Duncan, the Republican nominee for attorney general, has experienced the impacts of mental illness firsthand. His brother-in-law is bipolar and now homeless — after being shuffled from hospital to hospital.

“He’s suffered from mental illness since his mid-teens, and it’s been a continual struggle for the last 20 years of his life,” Duncan said in an interview with the Review-Journal. “There’s always the worry of where the person is at, if they have an episode. Where are they sleeping? Are they getting any care? Are they well? Because they’ll disappear at certain stages.”

But that’s not the primary reason Duncan has made mental health a cornerstone of his campaign.

He toured Nevada to gather input from law enforcement officials about challenges they face, and the lack of mental health services was the number one issue Duncan heard about — especially in rural counties.

Nevada’s frontier counties, such as White Pine, Mineral, Lander and Eureka, face major gaps in service and transportation. None of them have inpatient psychiatric services. Eureka County doesn’t have a hospital at all.

So, when a resident experiences a psychiatric episode they end up in either an emergency room or in a jail cell.

Duncan, a former prosecutor and Iraq War veteran, believes there should be an alternative — a middle-ground location to triage and stabilize people before determining next steps. Duncan calls them “psychiatric ERs,” and Nevada has one — in Carson City. Duncan would like to see these centers within an hour drive in every community.

Joelle Gutman, a regional behavioral health coordinator for the rural counties, said the model has worked in other states. Without a triage center, Gutman said, people experiencing a mental health crisis in rural counties wait hours — or even days — for help.

“They have to wait for days in ER for a bed to open,” Gutman said. “And the only way to transport them to the hospital is in a sheriff’s car, and it totally stigmatizes them. They’re already having the worst day of their life and they have to go into a caged, marked vehicle with law enforcement.”

Duncan proposes using the AG office’s settlement funds for infrastructure costs.

Gutman says that fund would “drain really quickly,” but the option is worth exploring.

The next step in Duncan’s plan is to create more “mobile outreach safety teams,” which pair a social worker or counselor with cops responding to calls involving psychiatric issues.

Duncan also supports bolstering resources for telehealth, which helps people in rural areas and prisoners receive specialty care without travel costs.

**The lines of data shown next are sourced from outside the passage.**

use crate::{
    github::{
        asset::AssetUpload,
        release::{Release, ReleaseAsset},
        repository::Repository,
        request::UpsertReleaseRequest,
        tag::{Tag, TagRef},
        ReleaseApi,
    },
    http::Error,
};
use std::{
    cell::{Cell, RefCell},
    collections::BTreeMap,
};

#[derive(Debug, Clone, PartialEq, Eq)]
pub enum Call {
    GetReleaseByTag(String),
    ListReleases,
    ResolveCommit(String),
    GetTagRef(String),
    DeleteTagRef(String),
    CreateTagRef(String, String),
    CreateRelease(String),
    EditRelease(u64),
    DeleteReleaseAsset(String),
    UploadReleaseAsset(String),
}

impl Call {
    pub fn is_mutation(&self) -> bool {
        !matches!(
            self,
            Call::GetReleaseByTag(_)
                | Call::ListReleases
                | Call::ResolveCommit(_)
                | Call::GetTagRef(_)
        )
    }
}

/// In-memory GitHub that records every call in order.
pub struct FakeGithub {
    releases: RefCell<Vec<Release>>,
    refs: RefCell<BTreeMap<String, String>>,
    commits: BTreeMap<String, String>,
    failures: Vec<(Call, u16)>,
    calls: RefCell<Vec<Call>>,
    next_id: Cell<u64>,
}

impl FakeGithub {
    pub fn new() -> Self {
        FakeGithub {
            releases: RefCell::new(Vec::new()),
            refs: RefCell::new(BTreeMap::new()),
            commits: BTreeMap::new(),
            failures: Vec::new(),
            calls: RefCell::new(Vec::new()),
            next_id: Cell::new(1),
        }
    }

    /// Seeds a release for `tag` carrying `assets`, its tag pointing at `old-sha`.
    pub fn with_release(self, tag: &str, assets: &[&str]) -> Self {
        let id = self.id();
        let assets = assets
            .iter()
            .map(|name| ReleaseAsset::new(self.id(), *name, download_url(tag, name)))
            .collect();

        self.releases.borrow_mut().push(Release {
            id,
            tag: Tag::new(tag),
            name: tag.to_owned(),
            target_commitish: "old-sha".to_owned(),
            prerelease: false,
            draft: false,
            html_url: html_url(tag),
            upload_url: upload_url(id),
            assets,
        });

        self.with_tag_ref(tag, "old-sha")
    }

    /// Seeds a draft release, which the by-tag lookup does not return.
    pub fn with_draft_release(self, tag: &str, assets: &[&str]) -> Self {
        let github = self.with_release(tag, assets);
        if let Some(release) = github
            .releases
            .borrow_mut()
            .iter_mut()
            .find(|release| release.tag.name() == tag)
        {
            release.draft = true;
        }
        github
    }

    pub fn with_tag_ref(self, tag: &str, sha: &str) -> Self {
        self.refs
            .borrow_mut()
            .insert(Tag::new(tag).ref_name(), sha.to_owned());
        self
    }

    pub fn without_tag_ref(self, tag: &str) -> Self {
        self.refs.borrow_mut().remove(&Tag::new(tag).ref_name());
        self
    }

    pub fn with_commit(mut self, commitish: &str, sha: &str) -> Self {
        self.commits.insert(commitish.to_owned(), sha.to_owned());
        self
    }

    pub fn failing_on(mut self, call: Call, status: u16) -> Self {
        self.failures.push((call, status));
        self
    }

    pub fn calls(&self) -> Vec<Call> {
        self.calls.borrow().clone()
    }

    pub fn mutations(&self) -> Vec<Call> {
        self.calls().into_iter().filter(Call::is_mutation).collect()
    }

    pub fn release(&self, tag: &str) -> Option<Release> {
        self.releases
            .borrow()
            .iter()
            .find(|release| release.tag.name() == tag)
            .cloned()
    }

    pub fn release_count(&self) -> usize {
        self.releases.borrow().len()
    }

    pub fn tag_target(&self, tag: &str) -> Option<String> {
        self.refs.borrow().get(&Tag::new(tag).ref_name()).cloned()
    }

    pub fn ref_count(&self) -> usize {
        self.refs.borrow().len()
    }

    fn id(&self) -> u64 {
        let id = self.next_id.get();
        self.next_id.set(id + 1);
        id
    }

    fn record(&self, call: Call) -> Result<(), Error> {
        let failure = self
            .failures
            .iter()
            .find(|(failing, _)| *failing == call)
            .map(|(_, status)| *status);

        self.calls.borrow_mut().push(call);

        match failure {
            Some(status) => Err(Error::GenericResponseError {
                status,
                message: "injected failure".to_owned(),
            }),
            None => Ok(()),
        }
    }

    fn apply(&self, release: &mut Release, body: &UpsertReleaseRequest) {
        release.tag = Tag::new(&body.tag_name);
        release.name = body.name.to_owned();
        release.target_commitish = body.target_commitish.to_owned();
        release.prerelease = body.prerelease;
        release.draft = body.draft;
        release.html_url = html_url(&body.tag_name);
    }
}

fn html_url(tag: &str) -> String {
    format!("https://github.com/owner/repo/releases/tag/{}", tag)
}

fn upload_url(id: u64) -> String {
    format!(
        "https://uploads.github.com/repos/owner/repo/releases/{}/assets{{?name,label}}",
        id
    )
}

fn download_url(tag: &str, name: &str) -> String {
    format!("https://github.com/owner/repo/releases/download/{}/{}", tag, name)
}

fn not_found(what: &str) -> Error {
    Error::NotFound {
        url: what.to_owned(),
    }
}

impl ReleaseApi for FakeGithub {
    async fn get_release_by_tag(
        &self,
        _repo: &Repository,
        tag: &Tag,
    ) -> Result<Option<Release>, Error> {
        self.record(Call::GetReleaseByTag(tag.name().to_owned()))?;

        Ok(self.release(tag.name()).filter(|release| !release.draft))
    }

    async fn list_releases(&self, _repo: &Repository) -> Result<Vec<Release>, Error> {
        self.record(Call::ListReleases)?;

        Ok(self.releases.borrow().clone())
    }

    async fn resolve_commit(&self, _repo: &Repository, commitish: &str) -> Result<String, Error> {
        self.record(Call::ResolveCommit(commitish.to_owned()))?;

        Ok(self
            .commits
            .get(commitish)
            .cloned()
            .unwrap_or_else(|| commitish.to_owned()))
    }

    async fn get_tag_ref(&self, _repo: &Repository, tag: &Tag) -> Result<Option<TagRef>, Error> {
        self.record(Call::GetTagRef(tag.name().to_owned()))?;

        Ok(self
            .tag_target(tag.name())
            .map(|sha| TagRef::new(tag.ref_name(), sha)))
    }

    async fn delete_tag_ref(&self, _repo: &Repository, tag: &Tag) -> Result<(), Error> {
        self.record(Call::DeleteTagRef(tag.name().to_owned()))?;

        match self.refs.borrow_mut().remove(&tag.ref_name()) {
            Some(_) => Ok(()),
            None => Err(Error::GenericResponseError {
                status: 422,
                message: "Reference does not exist".to_owned(),
            }),
        }
    }

    async fn create_tag_ref(
        &self,
        _repo: &Repository,
        tag: &Tag,
        sha: &str,
    ) -> Result<TagRef, Error> {
        self.record(Call::CreateTagRef(tag.name().to_owned(), sha.to_owned()))?;

        let mut refs = self.refs.borrow_mut();
        if refs.contains_key(&tag.ref_name()) {
            return Err(Error::GenericResponseError {
                status: 422,
                message: "Reference already exists".to_owned(),
            });
        }
        refs.insert(tag.ref_name(), sha.to_owned());

        Ok(TagRef::new(tag.ref_name(), sha))
    }

    async fn create_release(
        &self,
        _repo: &Repository,
        body: &UpsertReleaseRequest,
    ) -> Result<Release, Error> {
        self.record(Call::CreateRelease(body.tag_name.to_owned()))?;

        let id = self.id();
        let mut release = Release {
            id,
            tag: Tag::new(&body.tag_name),
            name: String::new(),
            target_commitish: String::new(),
            prerelease: false,
            draft: false,
            html_url: String::new(),
            upload_url: upload_url(id),
            assets: Vec::new(),
        };
        self.apply(&mut release, body);
        self.releases.borrow_mut().push(release.clone());

        Ok(release)
    }

    async fn edit_release(
        &self,
        _repo: &Repository,
        release_id: u64,
        body: &UpsertReleaseRequest,
    ) -> Result<Release, Error> {
        self.record(Call::EditRelease(release_id))?;

        let mut releases = self.releases.borrow_mut();
        let release = releases
            .iter_mut()
            .find(|release| release.id == release_id)
            .ok_or_else(|| not_found("release"))?;
        self.apply(release, body);

        Ok(release.clone())
    }

    async fn delete_release_asset(
        &self,
        _repo: &Repository,
        asset: &ReleaseAsset,
    ) -> Result<(), Error> {
        self.record(Call::DeleteReleaseAsset(asset.name.to_owned()))?;

        for release in self.releases.borrow_mut().iter_mut() {
            if let Some(index) = release.assets.iter().position(|a| a.id == asset.id) {
                release.assets.remove(index);
                return Ok(());
            }
        }

        Err(not_found("asset"))
    }

    async fn upload_release_asset(
        &self,
        release: &Release,
        upload: AssetUpload,
    ) -> Result<ReleaseAsset, Error> {
        self.record(Call::UploadReleaseAsset(upload.name.to_owned()))?;

        let id = self.id();
        let mut releases = self.releases.borrow_mut();
        let stored = releases
            .iter_mut()
            .find(|stored| stored.id == release.id)
            .ok_or_else(|| not_found("release"))?;

        if stored.assets.iter().any(|asset| asset.name == upload.name) {
            return Err(Error::GenericResponseError {
                status: 422,
                message: "already_exists".to_owned(),
            });
        }

        let asset = ReleaseAsset::new(
            id,
            &upload.name,
            download_url(stored.tag.name(), &upload.name),
        );
        stored.assets.push(asset.clone());

        Ok(asset)
    }
}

Another concern from law enforcement leaders in rural counties is receiving crisis intervention training.

Many rural police departments send just one officer to regional training sessions because of the costs of travel and taking officers off the street.

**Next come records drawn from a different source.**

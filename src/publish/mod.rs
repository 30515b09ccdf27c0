mod error;
mod resolver;
mod synchronizer;
mod tag_reconciler;

#[cfg(test)]
mod fake;

pub use error::{PublishError, Stage};

use crate::github::{
    asset::{Asset, UploadedAsset},
    release::Release,
    repository::Repository,
    tag::Tag,
    ReleaseApi,
};
use std::fmt::{self, Display};

/// What to publish. Built once from configuration and never modified.
#[derive(Debug, Clone)]
pub struct ReleaseRequest {
    pub repository: Repository,
    pub name: String,
    pub tag: Tag,
    pub commitish: String,
    pub prerelease: bool,
    pub draft: bool,
    pub update: bool,
    pub body: Option<String>,
    pub assets: Vec<Asset>,
}

#[derive(Debug, Clone, Copy, PartialEq, Eq)]
pub enum Action {
    Created,
    Updated,
}

impl Display for Action {
    fn fmt(&self, f: &mut fmt::Formatter<'_>) -> fmt::Result {
        match self {
            Action::Created => f.write_str("created"),
            Action::Updated => f.write_str("updated"),
        }
    }
}

#[derive(Debug)]
pub struct Publication {
    pub action: Action,
    /// The release as published, its assets being exactly the uploaded files.
    pub release: Release,
    pub uploads: Vec<UploadedAsset>,
}

pub struct Publisher<'a, A: ReleaseApi> {
    api: &'a A,
}

impl<'a, A: ReleaseApi> Publisher<'a, A> {
    pub fn new(api: &'a A) -> Self {
        Publisher { api }
    }

    /// Runs the whole publication: resolve the release for the tag, point the
    /// tag at the requested commit, then create or update the release and its
    /// assets. Each step runs only once the previous one has succeeded.
    pub async fn publish(&self, request: &ReleaseRequest) -> Result<Publication, PublishError> {
        let existing = resolver::resolve(self.api, &request.repository, &request.tag).await?;

        synchronizer::check_update_allowed(request, existing.as_ref())?;

        tag_reconciler::reconcile(
            self.api,
            &request.repository,
            &request.tag,
            &request.commitish,
            existing.is_some(),
        )
        .await?;

        synchronizer::synchronize(self.api, request, existing).await
    }
}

Gutman said less fewer than 5 percent of officers in rural counties have gone through crisis intervention training. Duncan said the attorney general’s office could bring the critical training to the rural communities or fund it for the departments.

The last piece of Duncan’s plan is to provide mental health jail assessments when someone is booked. That allows officials to provide mental health services from the start and helps reduce recidivism.

“It’ll help flag people,” Duncan said. “I think being proactive and using early intervention is going to be really important to solve this crisis.”

Duncan also promises to be tough on crime. He vowed to crack down on group home owners who operate illegally or house mentally ill people in deplorable conditions, an epidemic revealed in a state audit earlier this year.

“You have to deter that kind of behavior, and sometimes if there is a crime committed, certainly people need to be held to account,” Duncan said.

Robin Reedy, executive director of Nevada’s National Alliance on Mental Illness, said Duncan’s plan is realistic and much-needed if Nevada is going to improve its failing mental health care system.

“We are in last place for mental health,” Reedy said. “The state of Nevada is behind Puerto Rico — and they just got electricity (back). You have to have investments in these type of programs in order to save money in the long run.”